// Copyright (c) 2025 Varshith Gudur. Licensed under AGPLv3.
//! Reference remote event table.
//!
//! Speaks the same wire contract as the hosted table the HTTP client talks
//! to, backed by an in-memory [`EventTable`].

use std::convert::Infallible;
use std::sync::Arc;

use axum::body::Body;
use axum::extract::{Query, Request as AxumRequest, State};
use axum::http::header::{AUTHORIZATION, CONTENT_TYPE};
use axum::http::StatusCode;
use axum::middleware::{from_fn_with_state, Next};
use axum::response::{IntoResponse, Response};
use axum::routing::get;
use axum::{Json, Router};
use futures::StreamExt;
use tokio_stream::wrappers::BroadcastStream;
use tower_http::cors::CorsLayer;

use crate::api::{InsertRequest, InsertResponse, RealtimeParams, SelectParams};
use crate::errors::ServerError;
use crate::network::InsertStatus;
use crate::table::EventTable;

#[derive(Clone)]
pub struct AppState {
    pub table: Arc<EventTable>,
}

impl AppState {
    pub fn new(table: Arc<EventTable>) -> Self {
        Self { table }
    }
}

async fn auth_guard(State(token): State<Arc<String>>, req: AxumRequest, next: Next) -> Result<Response, StatusCode> {
    let provided = req
        .headers()
        .get(AUTHORIZATION)
        .and_then(|val| val.to_str().ok())
        .and_then(|val| val.strip_prefix("Bearer "));

    if provided == Some(token.as_str()) {
        return Ok(next.run(req).await);
    }
    Err(StatusCode::UNAUTHORIZED)
}

pub fn build_router(state: AppState, auth_token: Option<String>) -> Router {
    let mut api = Router::new()
        .route("/rest/v1/events", get(select_events).post(insert_events))
        .route("/realtime/v1/events", get(realtime_events))
        .with_state(state);

    if let Some(token) = auth_token {
        tracing::info!("Auth Enabled: Bearer token required");
        api = api.route_layer(from_fn_with_state(Arc::new(token), auth_guard));
    } else {
        tracing::warn!("Auth Disabled: No token configured");
    }

    Router::new()
        .merge(api)
        // Observability
        .route("/metrics", get(metrics_handler))
        .layer(CorsLayer::permissive())
}

async fn insert_events(
    State(state): State<AppState>,
    Json(body): Json<InsertRequest>,
) -> Result<(StatusCode, Json<InsertResponse>), ServerError> {
    let rows = body.into_rows();
    if rows.is_empty() {
        return Err(ServerError::InvalidInput("no rows".to_string()));
    }
    // Reject the whole batch before storing any of it
    for row in &rows {
        if row.client_id.is_empty() || row.user_id.trim().is_empty() {
            return Err(ServerError::InvalidInput("client_id and user_id are required".to_string()));
        }
        row.into_event()?;
    }

    let mut response = InsertResponse {
        inserted: 0,
        already_present: 0,
        rows: Vec::with_capacity(rows.len()),
    };
    for row in rows {
        let (status, stored) = state.table.insert(row);
        match status {
            InsertStatus::Inserted => response.inserted += 1,
            InsertStatus::AlreadyPresent => response.already_present += 1,
        }
        response.rows.push(stored);
    }
    tracing::debug!(
        "Insert: {} new, {} already present",
        response.inserted,
        response.already_present
    );

    let status = if response.inserted > 0 { StatusCode::CREATED } else { StatusCode::OK };
    Ok((status, Json(response)))
}

async fn select_events(
    State(state): State<AppState>,
    Query(params): Query<SelectParams>,
) -> Json<Vec<trunk_kernel::EventRow>> {
    Json(state.table.select(&params.user_id, params.after_id))
}

async fn realtime_events(State(state): State<AppState>, Query(params): Query<RealtimeParams>) -> impl IntoResponse {
    let user_id = params.user_id;
    tracing::debug!("Realtime: subscriber for {}", user_id);

    let lines = BroadcastStream::new(state.table.subscribe()).filter_map(move |item| {
        let line = match item {
            Ok(row) if row.user_id == user_id => serde_json::to_string(&row).ok().map(|json| json + "\n"),
            Ok(_) => None,
            Err(e) => {
                tracing::warn!("Realtime: subscriber lagged: {}", e);
                None
            }
        };
        futures::future::ready(line.map(Ok::<_, Infallible>))
    });

    ([(CONTENT_TYPE, "application/x-ndjson")], Body::from_stream(lines))
}

async fn metrics_handler() -> String {
    crate::telemetry::get_metrics()
}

■ What you will do
From the entries, copy out each line containing the word "tracing".

■ Expected output
        tracing::info!("Auth Enabled: Bearer token required");
        tracing::warn!("Auth Disabled: No token configured");
    tracing::debug!(
    tracing::debug!("Realtime: subscriber for {}", user_id);
                tracing::warn!("Realtime: subscriber lagged: {}", e);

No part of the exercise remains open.